Flocks of starlings share risk as hundreds—even thousands—of eyes are on the lookout for predators. “Remarkably, the group achieves this without any leadership structure, the simple interactions between individuals creating outcomes greater than the sum of their parts,” says scientist and photographer Dr. Kathryn Cooper.
Cooper’s professional background in physics and bioinformatics—a data science applied to biological systems—led her to study of the dynamics of networks. She uses a 19th-century photographic technique called chronophotography to reveal what she describes as “the robustness of self-organised systems in nature.”
Some of the earliest motion studies during the Victorian era employed chronophotography. Cooper’s remarkable panoramas of starling murmurations contain numerous individual photos that, when superimposed into a single image, display the incredible flight paths and coordination of the group.
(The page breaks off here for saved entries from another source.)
// Licensed to the Apache Software Foundation (ASF) under one
// or more contributor license agreements.  See the NOTICE file
// distributed with this work for additional information
// regarding copyright ownership.  The ASF licenses this file
// to you under the Apache License, Version 2.0 (the
// "License"); you may not use this file except in compliance
// with the License.  You may obtain a copy of the License at
//
//   http://www.apache.org/licenses/LICENSE-2.0
//
// Unless required by applicable law or agreed to in writing,
// software distributed under the License is distributed on an
// "AS IS" BASIS, WITHOUT WARRANTIES OR CONDITIONS OF ANY
// KIND, either express or implied.  See the License for the
// specific language governing permissions and limitations
// under the License.
//! Hash-based grouped aggregation sink with partitioned spill.

pub mod common;
pub mod exec;
pub mod runtime;

pub use common::app_config as hashagg_config;
pub use common::logging as hashagg_logging;
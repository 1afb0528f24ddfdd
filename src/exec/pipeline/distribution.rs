// Licensed to the Apache Software Foundation (ASF) under one
// or more contributor license agreements.  See the NOTICE file
// distributed with this work for additional information
// regarding copyright ownership.  The ASF licenses this file
// to you under the Apache License, Version 2.0 (the
// "License"); you may not use this file except in compliance
// with the License.  You may obtain a copy of the License at
//
//   http://www.apache.org/licenses/LICENSE-2.0
//
// Unless required by applicable law or agreed to in writing,
// software distributed under the License is distributed on an
// "AS IS" BASIS, WITHOUT WARRANTIES OR CONDITIONS OF ANY
// KIND, either express or implied.  See the License for the
// specific language governing permissions and limitations
// under the License.
//! Input partitioning an operator asks the local exchange layer for.

use std::fmt;

use crate::exec::expr::ExprId;

#[derive(Clone, Copy, Debug, PartialEq, Eq)]
pub enum LocalExchangeType {
    /// Keep whatever partitioning the input already has.
    Noop,
    /// Spread rows across drivers without regard to content.
    Passthrough,
    HashShuffle,
    /// Hash by the storage bucketing of a colocated table.
    BucketHashShuffle,
}

impl fmt::Display for LocalExchangeType {
    fn fmt(&self, f: &mut fmt::Formatter<'_>) -> fmt::Result {
        let name = match self {
            LocalExchangeType::Noop => "NOOP",
            LocalExchangeType::Passthrough => "PASSTHROUGH",
            LocalExchangeType::HashShuffle => "HASH_SHUFFLE",
            LocalExchangeType::BucketHashShuffle => "BUCKET_HASH_SHUFFLE",
        };
        f.write_str(name)
    }
}

/// Exchange type plus the expressions a hash shuffle partitions by.
#[derive(Clone, Debug, PartialEq, Eq)]
pub struct LocalExchangeDesc {
    pub exchange_type: LocalExchangeType,
    pub shuffle_exprs: Vec<ExprId>,
}
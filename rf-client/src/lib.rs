pub mod config;
pub mod display;
pub mod errors;
pub mod favorites;
pub mod notify;
pub mod recent;
pub mod search;
pub mod session;
pub mod storage;

pub use config::ClientConfig;
pub use errors::{SearchError, SearchResult, StorageError};
pub use favorites::{FavoriteChange, Favorites};
pub use notify::{Notice, NoticeLevel};
pub use recent::RecentSearches;
pub use search::{RecipeSource, SearchClient, SearchPage};
pub use session::{Phase, SearchSession, SearchTicket, View};
pub use storage::{JsonFileStore, JsonKv, KvStore, MemoryStore};
//! Key-value persistence for favorites and recent searches.
//!
//! `KvStore` is the raw string port; `JsonKv` layers JSON encoding on top and
//! recovers from values that no longer decode.

use std::collections::HashMap;
use std::fs;
use std::io;
use std::path::{Path, PathBuf};
use std::sync::{Arc, Mutex};

use serde::{de::DeserializeOwned, Serialize};

use crate::errors::StorageError;

pub trait KvStore {
    fn get(&self, key: &str) -> Result<Option<String>, StorageError>;
    fn set(&self, key: &str, value: &str) -> Result<(), StorageError>;
    /// Removing a missing key is not an error.
    fn remove(&self, key: &str) -> Result<(), StorageError>;
}

impl<T: KvStore + ?Sized> KvStore for Arc<T> {
    fn get(&self, key: &str) -> Result<Option<String>, StorageError> {
        (**self).get(key)
    }

    fn set(&self, key: &str, value: &str) -> Result<(), StorageError> {
        (**self).set(key, value)
    }

    fn remove(&self, key: &str) -> Result<(), StorageError> {
        (**self).remove(key)
    }
}

/// One `<key>.json` file per key inside a directory.
#[derive(Debug, Clone)]
pub struct JsonFileStore {
    dir: PathBuf,
}

impl JsonFileStore {
    /// Use `dir` for storage, creating it if needed.
    pub fn open(dir: impl AsRef<Path>) -> Result<Self, StorageError> {
        let dir = dir.as_ref().to_path_buf();
        fs::create_dir_all(&dir)?;
        Ok(Self { dir })
    }

    pub fn dir(&self) -> &Path {
        &self.dir
    }

    fn path_for(&self, key: &str) -> PathBuf {
        self.dir.join(format!("{}.json", key))
    }
}

impl KvStore for JsonFileStore {
    fn get(&self, key: &str) -> Result<Option<String>, StorageError> {
        match fs::read_to_string(self.path_for(key)) {
            Ok(text) => Ok(Some(text)),
            Err(e) if e.kind() == io::ErrorKind::NotFound => Ok(None),
            Err(e) => Err(e.into()),
        }
    }

    fn set(&self, key: &str, value: &str) -> Result<(), StorageError> {
        // Write beside the target and rename so a crash never leaves half a file
        let path = self.path_for(key);
        let temp_path = path.with_extension("json.tmp");
        fs::write(&temp_path, value)?;
        fs::rename(&temp_path, &path)?;
        Ok(())
    }

    fn remove(&self, key: &str) -> Result<(), StorageError> {
        match fs::remove_file(self.path_for(key)) {
            Ok(()) => Ok(()),
            Err(e) if e.kind() == io::ErrorKind::NotFound => Ok(()),
            Err(e) => Err(e.into()),
        }
    }
}

/// In-memory store, mostly for tests.
#[derive(Debug, Default)]
pub struct MemoryStore {
    values: Mutex<HashMap<String, String>>,
}

impl MemoryStore {
    pub fn new() -> Self {
        Self::default()
    }

    fn values(&self) -> std::sync::MutexGuard<'_, HashMap<String, String>> {
        // Poisoning is ignored: every write is a single insert or remove
        self.values.lock().unwrap_or_else(|e| e.into_inner())
    }
}

impl KvStore for MemoryStore {
    fn get(&self, key: &str) -> Result<Option<String>, StorageError> {
        Ok(self.values().get(key).cloned())
    }

    fn set(&self, key: &str, value: &str) -> Result<(), StorageError> {
        self.values().insert(key.to_string(), value.to_string());
        Ok(())
    }

    fn remove(&self, key: &str) -> Result<(), StorageError> {
        self.values().remove(key);
        Ok(())
    }
}

/// A typed JSON value stored under a fixed key.
pub struct JsonKv<S> {
    store: S,
    key: &'static str,
}

impl<S: KvStore> JsonKv<S> {
    pub fn new(store: S, key: &'static str) -> Self {
        Self { store, key }
    }

    pub fn key(&self) -> &'static str {
        self.key
    }

    /// Read and decode the stored value.
    ///
    /// A value that fails to decode is removed and treated as absent. A store
    /// that cannot be read at all is logged and also treated as absent.
    pub fn read<T: DeserializeOwned>(&self) -> Option<T> {
        let text = match self.store.get(self.key) {
            Ok(text) => text?,
            Err(e) => {
                tracing::error!("Could not read {}, starting empty: {}", self.key, e);
                return None;
            }
        };
        match serde_json::from_str(&text) {
            Ok(value) => Some(value),
            Err(e) => {
                tracing::warn!("Stored {} is corrupt, clearing it: {}", self.key, e);
                if let Err(e) = self.store.remove(self.key) {
                    tracing::error!("Could not clear corrupt {}: {}", self.key, e);
                }
                None
            }
        }
    }

    pub fn write<T: Serialize + ?Sized>(&self, value: &T) -> Result<(), StorageError> {
        let text = serde_json::to_string(value)?;
        self.store.set(self.key, &text)
    }

    pub fn clear(&self) -> Result<(), StorageError> {
        self.store.remove(self.key)
    }
}

#[cfg(test)]
mod tests {
    use super::*;

    #[test]
    fn file_store_round_trip() {
        let dir = tempfile::tempdir().unwrap();
        let store = JsonFileStore::open(dir.path().join("nested")).unwrap();
        assert_eq!(store.get("favorites").unwrap(), None);
        store.set("favorites", "[1,2]").unwrap();
        assert_eq!(store.get("favorites").unwrap().as_deref(), Some("[1,2]"));
        assert!(store.dir().join("favorites.json").exists());
        store.remove("favorites").unwrap();
        store.remove("favorites").unwrap();
        assert_eq!(store.get("favorites").unwrap(), None);
    }

    #[test]
    fn file_store_leaves_no_temp_file() {
        let dir = tempfile::tempdir().unwrap();
        let store = JsonFileStore::open(dir.path()).unwrap();
        store.set("k", "\"v\"").unwrap();
        store.set("k", "\"w\"").unwrap();
        let names: Vec<_> = fs::read_dir(dir.path())
            .unwrap()
            .map(|e| e.unwrap().file_name().into_string().unwrap())
            .collect();
        assert_eq!(names, vec!["k.json".to_string()]);
    }

    #[test]
    fn json_kv_reads_what_it_wrote() {
        let kv = JsonKv::new(MemoryStore::new(), "list");
        assert_eq!(kv.read::<Vec<String>>(), None);
        kv.write(&vec!["a".to_string(), "b".to_string()]).unwrap();
        assert_eq!(
            kv.read::<Vec<String>>(),
            Some(vec!["a".to_string(), "b".to_string()])
        );
    }

    #[test]
    fn json_kv_clears_corrupt_value() {
        let store = Arc::new(MemoryStore::new());
        store.set("list", "{not json").unwrap();
        let kv = JsonKv::new(store.clone(), "list");
        assert_eq!(kv.read::<Vec<String>>(), None);
        assert_eq!(store.get("list").unwrap(), None);
    }

    #[test]
    fn json_kv_clears_value_of_wrong_shape() {
        let store = Arc::new(MemoryStore::new());
        store.set("list", r#"{"a": 1}"#).unwrap();
        let kv = JsonKv::new(store.clone(), "list");
        assert_eq!(kv.read::<Vec<String>>(), None);
        assert_eq!(store.get("list").unwrap(), None);
    }
}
Just before dusk, smaller groups from the same area gather together above a communal roosting site. As the flock grows larger, they cast about the sky in an undulating murmuration.
A few basic principles govern the group’s rhythmic complexity, namely that each bird responds only to those closest to it. “This means that when one bird turns to avoid attack from a falcon, the birds around it also turn,” Cooper says. The neighboring birds turn a split second later, then their neighbors turn, and so on, which sends “a wave of information through the flock,” she adds.